The results suggest that statins, metformin, NSAIDs, and cysteine derivatives play a role in preventing gastric cancer whereas PPIs may play an attributive role in the disease. The role of the drugs should be studied more carefully even though experimental results support their effect [2–4, 17, 18, 20–22]. To better study the impact of these commonly used drugs on the risk of gastric cancer, individually linked data are required on gastric cancer genetic predisposition, H. pylori infection status, eradication attempts and their success, use of drugs (both prescription and over-the-counter ones), and lifestyle [2, 23]. The digitalisation of the healthcare system and creation of data storage facilities would facilitate the extraction and analysis of the data [24].
Conclusions
The consumption of PPIs (+98.61%), statins (+199.15%), metformin (+141.29%), NSAIDs (+23.51%) and cysteine derivatives (+42.06%) increased in Ukraine from 2014 to 2020. These trends of the consumption were similar to those observed worldwide for the respective group of drugs.
The total gastric cancer (–26.56%) and gastric adenocarcinoma incidence rate decreased in Ukraine in the years 2014–2021. Adenocarcinoma remained the most common form of gastric cancer (93.04–96.56%). Most of the cases were diagnosed in the patients older than 45 years (97.16–-97.73%). These trends in the gastric cancer epidemiological indices in Ukraine resembled the global trends for the disease.
The use of statins, metformin, and NSAIDs can prevent gastric cancer through their unspecific action against tumorigenesis, cancer progression, and propagation whereas cysteine derivatives might improve the H. pylori eradication therapy outcome rate and alleviate the colonisation ability of the bacteria.

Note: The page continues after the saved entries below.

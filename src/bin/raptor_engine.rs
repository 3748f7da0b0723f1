use anyhow::Result;
use clap::Parser;
use raptor::{start, EngineConfig, LoggingSurface, WorkerRole};
use std::sync::Arc;
use tokio::signal;
use tracing::{error, info};

/// RAPTOR trade lifecycle engine.
#[derive(Parser, Debug)]
#[command(name = "raptor_engine", about = "Autonomous trade lifecycle engine")]
struct Cli {
    /// Role to host: all, executor, monitor, notifier, consumer, maintenance
    #[arg(long, default_value = "all")]
    role: String,
}

fn parse_role(raw: &str) -> Option<WorkerRole> {
    Some(match raw {
        "all" | "engine" => WorkerRole::All,
        "executor" => WorkerRole::Executor,
        "monitor" => WorkerRole::Monitor,
        "notifier" => WorkerRole::Notifier,
        "consumer" => WorkerRole::Consumer,
        "maintenance" => WorkerRole::Maintenance,
        _ => return None,
    })
}

#[tokio::main]
async fn main() -> Result<()> {
    tracing_subscriber::fmt()
        .with_env_filter(
            tracing_subscriber::EnvFilter::try_from_default_env()
                .unwrap_or_else(|_| "info".into()),
        )
        .init();

    let cli = Cli::parse();
    let Some(role) = parse_role(&cli.role) else {
        error!("❌ Unknown role: {}", cli.role);
        std::process::exit(2);
    };

    info!("🦖 Starting RAPTOR ({})", cli.role);
    info!("━━━━━━━━━━━━━━━━━━━━━━━━━━━━━━━━━━━━━━━━━━━━━━━━━━━");

    let config = match EngineConfig::from_env(role) {
        Ok(config) => config,
        Err(e) => {
            error!("❌ Configuration invalid: {:#}", e);
            return Err(e);
        }
    };

    // The chat surface is provided by the deployment; the logging surface
    // stands in when the engine runs without a connected front-end.
    let surface = Arc::new(LoggingSurface);

    let mut engine = start(config, surface).await?;

    info!("━━━━━━━━━━━━━━━━━━━━━━━━━━━━━━━━━━━━━━━━━━━━━━━━━━━");
    info!("🦖 RAPTOR is LIVE - press Ctrl+C to stop");
    info!("━━━━━━━━━━━━━━━━━━━━━━━━━━━━━━━━━━━━━━━━━━━━━━━━━━━");

    tokio::select! {
        result = engine.wait() => {
            if let Err(e) = result {
                error!("❌ Component failure: {:#}", e);
            }
        }
        _ = signal::ctrl_c() => {
            info!("🛑 Shutdown signal received");
        }
    }

    engine.shutdown().await;
    Ok(())
}
// Execution worker.
// Claims trade jobs, drives the router three-step lifecycle, and records
// every state transition through the store's execution machine. The inner
// TradeExecutor is shared with the exit queue so triggered sells and manual
// sells take the same code path.

use anyhow::Result;
use serde_json::json;
use solana_sdk::pubkey::Pubkey;
use std::str::FromStr;
use std::sync::Arc;
use std::time::Duration;
use tokio::sync::watch;
use tracing::{debug, error, info, warn};

use crate::budget_gate::BudgetGate;
use crate::chain_rpc::BalanceReader;
use crate::config::EngineConfig;
use crate::error_classifier::ErrorCode;
use crate::job_queue::JobQueue;
use crate::models::*;
use crate::store::Store;
use crate::swap_router::{raw_sell_amount, ExecuteOptions, RouterFactory, SwapIntent};
use crate::token_decimals::{fill_price_sol, raw_to_whole, TokenDecimals};
use crate::wallet_vault::{EncryptedKeyMaterial, WalletVault};

/// A failed trade step: taxonomy code plus the raw message.
pub type TradeError = (ErrorCode, String);

fn trade_err<T>(code: ErrorCode, message: impl Into<String>) -> std::result::Result<T, TradeError> {
    Err((code, message.into()))
}

/// Confirmed sell details handed back to the caller for bookkeeping.
#[derive(Debug, Clone)]
pub struct SellOutcome {
    pub execution_id: i64,
    pub tx_sig: String,
    pub sol_out_lamports: u64,
    pub tokens_sold_raw: u64,
    pub exit_price: f64,
}

/// Router-facing trade flows shared by the job worker and the exit queue.
#[derive(Clone)]
pub struct TradeExecutor {
    pub store: Store,
    pub vault: WalletVault,
    pub balances: Arc<dyn BalanceReader>,
    pub decimals: TokenDecimals,
    pub routers: RouterFactory,
    pub confirm_timeout_ms: u64,
}

impl TradeExecutor {
    fn wallet_material(wallet: &Wallet) -> EncryptedKeyMaterial {
        EncryptedKeyMaterial {
            ciphertext: wallet.encrypted_key.clone(),
            nonce: wallet.key_nonce.clone(),
            salt: wallet.key_salt.clone(),
        }
    }

    fn load_wallet(&self, user_id: i64, chain: &str) -> std::result::Result<Wallet, TradeError> {
        match self.store.active_wallet(user_id, chain) {
            Ok(Some(wallet)) => Ok(wallet),
            Ok(None) => trade_err(
                ErrorCode::InvalidAccount,
                format!("no active wallet for user {} on {}", user_id, chain),
            ),
            Err(e) => trade_err(ErrorCode::NetworkError, e.to_string()),
        }
    }

    /// Ensure the execution row is in RESERVED before a new attempt. A
    /// CONFIRMED row means a previous attempt already landed: report it so
    /// the caller can finalize without re-trading (exactly-once).
    pub(crate) fn prepare_execution(
        &self,
        execution_id: i64,
        allow_retry: bool,
    ) -> std::result::Result<Option<Execution>, TradeError> {
        let execution = self
            .store
            .get_execution(execution_id)
            .map_err(|e| (ErrorCode::ProgramError, e.to_string()))?;

        match execution.status {
            ExecutionStatus::Reserved => Ok(None),
            ExecutionStatus::Confirmed => Ok(Some(execution)),
            ExecutionStatus::Failed if allow_retry => {
                // Flip back to RESERVED through the gate's idempotency path.
                let outcome = self
                    .store
                    .reserve_trade_budget(
                        execution.mode,
                        execution.user_id,
                        None,
                        &execution.chain,
                        execution.action,
                        &execution.token_mint,
                        execution.amount_lamports,
                        &execution.idempotency_key,
                        None,
                        true,
                    )
                    .map_err(|e| (ErrorCode::ProgramError, e.to_string()))?;
                if !outcome.allowed {
                    return trade_err(
                        ErrorCode::ProgramError,
                        format!("retry reservation denied: {:?}", outcome.reason),
                    );
                }
                Ok(None)
            }
            ExecutionStatus::Failed => trade_err(
                ErrorCode::ProgramError,
                format!("execution {} already failed terminally", execution_id),
            ),
            ExecutionStatus::Submitted => {
                // A prior attempt is (or was) in flight. Leave it for the
                // stale-execution reaper; retry after it resolves.
                trade_err(
                    ErrorCode::RpcTimeout,
                    format!("execution {} still SUBMITTED from a prior attempt", execution_id),
                )
            }
        }
    }

    /// BUY: quote, build, sign, execute, confirm. Returns
    /// (tx_sig, tokens_out_raw, entry_price) on success.
    pub async fn execute_buy_flow(
        &self,
        execution_id: i64,
        user: &User,
        wallet: &Wallet,
        strategy: &Strategy,
        token_mint: &str,
        amount_lamports: u64,
        bonding_curve: Option<&str>,
    ) -> std::result::Result<(String, u64, f64), TradeError> {
        let user_pubkey = Pubkey::from_str(&wallet.public_address)
            .map_err(|e| (ErrorCode::InvalidAccount, format!("bad wallet address: {}", e)))?;
        let curve_pubkey = match bonding_curve {
            Some(raw) => Some(
                Pubkey::from_str(raw)
                    .map_err(|e| (ErrorCode::InvalidAccount, format!("bad curve pubkey: {}", e)))?,
            ),
            None => None,
        };

        let intent = SwapIntent {
            chain: wallet.chain.clone(),
            token_mint: token_mint.to_string(),
            side: TradeAction::Buy,
            amount: amount_lamports,
            slippage_bps: strategy.slippage_bps,
            user_pubkey,
            bonding_curve: curve_pubkey,
            lifecycle_state: curve_pubkey.map(|_| LifecycleState::PreGraduation),
            position_uuid: None,
        };

        let router = self.routers.select(&intent);
        debug!("🧭 BUY {} via {} router", token_mint, router.name());

        let quote = router
            .quote(&intent)
            .await
            .map_err(|e| classify(&e))?;

        let unsigned = router
            .build_tx(&quote, &intent)
            .await
            .map_err(|e| classify(&e))?;

        self.store
            .update_execution(
                execution_id,
                ExecutionStatus::Submitted,
                None,
                None,
                None,
                None,
                None,
                None,
            )
            .map_err(|e| (ErrorCode::ProgramError, e.to_string()))?;

        let signer = self
            .vault
            .decrypt(&Self::wallet_material(wallet))
            .map_err(|e| (ErrorCode::InvalidAccount, e.to_string()))?;

        let options = ExecuteOptions {
            use_anti_mev: user.use_anti_mev,
            priority_fee_lamports: strategy.priority_fee_lamports,
            confirm_timeout_ms: self.confirm_timeout_ms,
            last_valid_block_height: Some(unsigned.last_valid_block_height()),
        };

        let result = match router.execute(unsigned, &signer, &options).await {
            Ok(result) => result,
            Err(e) => {
                let (code, message) = classify(&e);
                self.store
                    .update_execution(
                        execution_id,
                        ExecutionStatus::Failed,
                        None,
                        None,
                        None,
                        Some(&message),
                        Some(code),
                        None,
                    )
                    .ok();
                return Err((code, message));
            }
        };
        drop(signer);

        if !result.success {
            let code = result.error_code.unwrap_or(ErrorCode::ProgramError);
            let message = result.error.unwrap_or_else(|| "swap failed".to_string());
            self.store
                .update_execution(
                    execution_id,
                    ExecutionStatus::Failed,
                    None,
                    None,
                    None,
                    Some(&message),
                    Some(code),
                    None,
                )
                .ok();
            return Err((code, message));
        }

        let tx_sig = result
            .signature
            .ok_or((ErrorCode::ProgramError, "success without signature".to_string()))?;
        let tokens_out = result.actual_output.unwrap_or(quote.expected_output);
        let decimals = self
            .decimals
            .get(token_mint)
            .await
            .unwrap_or(6);
        let entry_price = fill_price_sol(amount_lamports, tokens_out, decimals);

        self.store
            .update_execution(
                execution_id,
                ExecutionStatus::Confirmed,
                Some(&tx_sig),
                Some(tokens_out),
                Some(entry_price),
                None,
                None,
                Some(&json!({ "router": result.router })),
            )
            .map_err(|e| (ErrorCode::ProgramError, e.to_string()))?;

        Ok((tx_sig, tokens_out, entry_price))
    }

    /// SELL: fetch live balance, apply the sell-percent dust rule, swap, and
    /// confirm. The caller owns position bookkeeping.
    #[allow(clippy::too_many_arguments)]
    pub async fn execute_sell_flow(
        &self,
        execution_id: i64,
        user: &User,
        wallet: &Wallet,
        slippage_bps: u16,
        priority_fee_lamports: u64,
        position: &Position,
        sell_percent: f64,
    ) -> std::result::Result<SellOutcome, TradeError> {
        let user_pubkey = Pubkey::from_str(&wallet.public_address)
            .map_err(|e| (ErrorCode::InvalidAccount, format!("bad wallet address: {}", e)))?;
        let mint_pubkey = Pubkey::from_str(&position.token_mint)
            .map_err(|e| (ErrorCode::InvalidAccount, format!("bad mint: {}", e)))?;

        // Raw amount always comes from the live on-chain balance, not the
        // stored position size: airdrops, partial fills, and external
        // transfers all drift.
        let balance_raw = self
            .balances
            .token_balance_raw(&user_pubkey, &mint_pubkey)
            .await
            .map_err(|e| classify(&e))?;
        let amount_raw = raw_sell_amount(balance_raw, sell_percent);
        if amount_raw == 0 {
            return trade_err(
                ErrorCode::InsufficientFunds,
                format!("no token balance to sell for {}", position.token_mint),
            );
        }

        let curve_pubkey = position
            .bonding_curve
            .as_deref()
            .and_then(|raw| Pubkey::from_str(raw).ok());

        let intent = SwapIntent {
            chain: position.chain.clone(),
            token_mint: position.token_mint.clone(),
            side: TradeAction::Sell,
            amount: amount_raw,
            slippage_bps,
            user_pubkey,
            bonding_curve: if position.lifecycle_state == LifecycleState::PreGraduation {
                curve_pubkey
            } else {
                None
            },
            lifecycle_state: Some(position.lifecycle_state),
            position_uuid: Some(position.uuid_id.clone()),
        };

        let router = self.routers.select(&intent);
        debug!(
            "🧭 SELL {} ({}% = {} raw) via {} router",
            position.token_mint,
            sell_percent,
            amount_raw,
            router.name()
        );

        let quote = router.quote(&intent).await.map_err(|e| classify(&e))?;
        let unsigned = router
            .build_tx(&quote, &intent)
            .await
            .map_err(|e| classify(&e))?;

        self.store
            .update_execution(
                execution_id,
                ExecutionStatus::Submitted,
                None,
                None,
                None,
                None,
                None,
                None,
            )
            .map_err(|e| (ErrorCode::ProgramError, e.to_string()))?;

        let signer = self
            .vault
            .decrypt(&Self::wallet_material(wallet))
            .map_err(|e| (ErrorCode::InvalidAccount, e.to_string()))?;

        let options = ExecuteOptions {
            use_anti_mev: user.use_anti_mev,
            priority_fee_lamports,
            confirm_timeout_ms: self.confirm_timeout_ms,
            last_valid_block_height: Some(unsigned.last_valid_block_height()),
        };

        let result = match router.execute(unsigned, &signer, &options).await {
            Ok(result) => result,
            Err(e) => {
                let (code, message) = classify(&e);
                self.store
                    .update_execution(
                        execution_id,
                        ExecutionStatus::Failed,
                        None,
                        None,
                        None,
                        Some(&message),
                        Some(code),
                        None,
                    )
                    .ok();
                return Err((code, message));
            }
        };
        drop(signer);

        if !result.success {
            let code = result.error_code.unwrap_or(ErrorCode::ProgramError);
            let message = result.error.unwrap_or_else(|| "swap failed".to_string());
            self.store
                .update_execution(
                    execution_id,
                    ExecutionStatus::Failed,
                    None,
                    None,
                    None,
                    Some(&message),
                    Some(code),
                    None,
                )
                .ok();
            return Err((code, message));
        }

        let tx_sig = result
            .signature
            .ok_or((ErrorCode::ProgramError, "success without signature".to_string()))?;
        let sol_out = result.actual_output.unwrap_or(quote.expected_output);
        let decimals = self.decimals.get(&position.token_mint).await.unwrap_or(6);
        let tokens_whole = raw_to_whole(amount_raw, decimals);
        let exit_price = if tokens_whole > 0.0 {
            (sol_out as f64 / crate::constants::SOL_DECIMALS as f64) / tokens_whole
        } else {
            0.0
        };

        self.store
            .update_execution(
                execution_id,
                ExecutionStatus::Confirmed,
                Some(&tx_sig),
                Some(sol_out),
                Some(exit_price),
                None,
                None,
                Some(&json!({ "router": result.router })),
            )
            .map_err(|e| (ErrorCode::ProgramError, e.to_string()))?;

        Ok(SellOutcome {
            execution_id,
            tx_sig,
            sol_out_lamports: sol_out,
            tokens_sold_raw: amount_raw,
            exit_price,
        })
    }
}
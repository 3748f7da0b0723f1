use aes_gcm::{
    aead::{Aead, AeadCore, KeyInit, OsRng},
    Aes256Gcm, Key, Nonce,
};
use anyhow::{anyhow, Result};
use base64::Engine as _;
use pbkdf2::pbkdf2_hmac;
use sha2::Sha256;
use solana_sdk::signature::{Keypair, Signer};

/// Encrypted-at-rest wallet key handling.
///
/// Keys are encrypted with AES-256-GCM under a key derived from the process
/// master secret and a random per-wallet salt (PBKDF2-HMAC-SHA256, 100k
/// iterations). Plaintext key bytes exist only inside a `SigningKey` guard
/// that zeroes its buffer on drop; decrypt right before signing, let the
/// guard fall out of scope right after.
#[derive(Clone)]
pub struct WalletVault {
    master_secret: String,
}

/// Base64 blobs as stored in the wallets table.
#[derive(Debug, Clone)]
pub struct EncryptedKeyMaterial {
    pub ciphertext: String,
    pub nonce: String,
    pub salt: String,
}

/// Plaintext keypair bytes, zeroed on drop.
pub struct SigningKey {
    bytes: [u8; 64],
}

impl SigningKey {
    pub fn keypair(&self) -> Result<Keypair> {
        Keypair::from_bytes(&self.bytes).map_err(|e| anyhow!("Corrupt key material: {}", e))
    }

    pub fn pubkey(&self) -> Result<String> {
        Ok(self.keypair()?.pubkey().to_string())
    }
}

impl Drop for SigningKey {
    fn drop(&mut self) {
        // Best-effort zeroization; volatile write prevents dead-store elision.
        for b in self.bytes.iter_mut() {
            unsafe { std::ptr::write_volatile(b, 0) };
        }
    }
}

impl WalletVault {
    pub fn new(master_secret: String) -> Self {
        Self { master_secret }
    }

    /// Generate a fresh keypair and encrypt it. Returns (public address,
    /// encrypted material).
    pub fn create_key(&self) -> Result<(String, EncryptedKeyMaterial)> {
        let keypair = Keypair::new();
        let address = keypair.pubkey().to_string();
        let material = self.encrypt_keypair(&keypair)?;
        Ok((address, material))
    }

    /// Encrypt an imported keypair.
    pub fn encrypt_keypair(&self, keypair: &Keypair) -> Result<EncryptedKeyMaterial> {
        let salt = generate_salt();
        let derived = derive_key(&self.master_secret, &salt);

        let cipher = Aes256Gcm::new(Key::<Aes256Gcm>::from_slice(&derived));
        let nonce = Aes256Gcm::generate_nonce(&mut OsRng);

        let plaintext = keypair.to_bytes();
        let ciphertext = cipher
            .encrypt(&nonce, plaintext.as_slice())
            .map_err(|e| anyhow!("Key encryption failed: {:?}", e))?;

        let b64 = base64::engine::general_purpose::STANDARD;
        Ok(EncryptedKeyMaterial {
            ciphertext: b64.encode(ciphertext),
            nonce: b64.encode(nonce),
            salt: b64.encode(salt),
        })
    }

    /// Decrypt stored material into a scoped signing guard.
    pub fn decrypt(&self, material: &EncryptedKeyMaterial) -> Result<SigningKey> {
        let b64 = base64::engine::general_purpose::STANDARD;
        let ciphertext = b64.decode(&material.ciphertext)?;
        let nonce_bytes = b64.decode(&material.nonce)?;
        let salt = b64.decode(&material.salt)?;

        let derived = derive_key(&self.master_secret, &salt);
        let cipher = Aes256Gcm::new(Key::<Aes256Gcm>::from_slice(&derived));
        let nonce = Nonce::from_slice(&nonce_bytes);

        let plaintext = cipher
            .decrypt(nonce, ciphertext.as_slice())
            .map_err(|e| anyhow!("Key decryption failed: {:?}", e))?;
        if plaintext.len() != 64 {
            return Err(anyhow!("Decrypted key has unexpected length {}", plaintext.len()));
        }

        let mut bytes = [0u8; 64];
        bytes.copy_from_slice(&plaintext);
        Ok(SigningKey { bytes })
    }
}

fn derive_key(secret: &str, salt: &[u8]) -> [u8; 32] {
    let mut key = [0u8; 32];
    // 100k iterations per OWASP guidance for PBKDF2-HMAC-SHA256.
    pbkdf2_hmac::<Sha256>(secret.as_bytes(), salt, 100_000, &mut key);
    key
}

fn generate_salt() -> [u8; 32] {
    let n1 = Aes256Gcm::generate_nonce(&mut OsRng);
    let n2 = Aes256Gcm::generate_nonce(&mut OsRng);
    let n3 = Aes256Gcm::generate_nonce(&mut OsRng);
    let mut salt = [0u8; 32];
    salt[0..12].copy_from_slice(&n1);
    salt[12..24].copy_from_slice(&n2);
    salt[24..32].copy_from_slice(&n3[0..8]);
    salt
}
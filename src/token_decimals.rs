use anyhow::{anyhow, Result};
use solana_sdk::pubkey::Pubkey;
use std::collections::HashMap;
use std::str::FromStr;
use std::sync::Arc;
use tokio::sync::RwLock;
use tracing::{debug, warn};

use crate::chain_rpc::ChainRpc;

/// Cache of mint -> decimals.
///
/// Every raw/whole conversion in the engine goes through here; prices are
/// SOL per whole token, on-chain amounts are raw base units.
#[derive(Clone)]
pub struct TokenDecimals {
    cache: Arc<RwLock<HashMap<String, u8>>>,
    rpc: Arc<ChainRpc>,
}

impl TokenDecimals {
    pub fn new(rpc: Arc<ChainRpc>) -> Self {
        Self {
            cache: Arc::new(RwLock::new(HashMap::new())),
            rpc,
        }
    }

    /// Pre-seed well-known mints so the hot path never pays an RPC for them.
    pub async fn seed_known(&self) {
        let mut cache = self.cache.write().await;
        cache.insert("So11111111111111111111111111111111111111112".to_string(), 9); // SOL
        cache.insert("EPjFWdd5AufqSSqeM2qN1xzybapC8G4wEGGkZwyTDt1v".to_string(), 6); // USDC
        debug!("🔢 Seeded decimal cache with {} known mints", cache.len());
    }

    /// Seed a known decimals value directly (adapters and tests).
    pub async fn preload(&self, token_mint: &str, decimals: u8) {
        self.cache
            .write()
            .await
            .insert(token_mint.to_string(), decimals);
    }

    pub async fn get(&self, token_mint: &str) -> Result<u8> {
        {
            let cache = self.cache.read().await;
            if let Some(&decimals) = cache.get(token_mint) {
                return Ok(decimals);
            }
        }

        let decimals = self.fetch(token_mint).await?;
        self.cache
            .write()
            .await
            .insert(token_mint.to_string(), decimals);
        debug!("🔢 Cached decimals for {}: {}", token_mint, decimals);
        Ok(decimals)
    }

    async fn fetch(&self, token_mint: &str) -> Result<u8> {
        let pubkey = Pubkey::from_str(token_mint).map_err(|e| anyhow!("invalid mint: {}", e))?;
        let data = self.rpc.get_account_data(&pubkey).await?;

        // SPL mint layout: authority (36) + supply (8) + decimals at byte 44.
        if data.len() < 45 {
            return Err(anyhow!("mint account too small: {} bytes", data.len()));
        }
        let decimals = data[44];
        if decimals > 18 {
            warn!("⚠️  Unusual decimals {} for mint {}", decimals, token_mint);
        }
        Ok(decimals)
    }
}

/// Raw base units -> whole tokens.
pub fn raw_to_whole(raw: u64, decimals: u8) -> f64 {
    raw as f64 / 10f64.powi(decimals as i32)
}

/// Whole tokens -> raw base units (floor).
pub fn whole_to_raw(whole: f64, decimals: u8) -> u64 {
    (whole * 10f64.powi(decimals as i32)) as u64
}

/// Entry price in SOL per whole token from actual fill amounts.
pub fn fill_price_sol(cost_lamports: u64, tokens_raw: u64, decimals: u8) -> f64 {
    if tokens_raw == 0 {
        return 0.0;
    }
    let sol = cost_lamports as f64 / crate::constants::SOL_DECIMALS as f64;
    sol / raw_to_whole(tokens_raw, decimals)
}

#[cfg(test)]
mod tests {
    use super::*;

    #[test]
    fn conversions_round_trip() {
        assert_eq!(raw_to_whole(1_000_000, 6), 1.0);
        assert_eq!(whole_to_raw(1.5, 6), 1_500_000);
        assert_eq!(whole_to_raw(raw_to_whole(123_456_789, 6), 6), 123_456_789);
    }

    #[test]
    fn fill_price_from_amounts() {
        // 0.05 SOL buys 40,000 whole tokens (6 decimals).
        let price = fill_price_sol(50_000_000, 40_000_000_000, 6);
        assert!((price - 0.00000125).abs() < 1e-12);
        assert_eq!(fill_price_sol(1, 0, 6), 0.0);
    }
}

To confirm the contributing role of PPIs and the preventive role of statins, metformin, NSAIDs, and cysteine derivatives in the development of gastric cancer, further studies are required. Individual-linked data on gastric cancer predisposition, H. pylori-infection status, the success rate of H. pylori eradication therapy, the use of PPIs, statins, metformin, NSAIDs, and cysteine derivatives, and lifestyle would be of great assistance in solving the task. Such data could be made available through the further digitalisation of the healthcare and drug supply systems in Ukraine.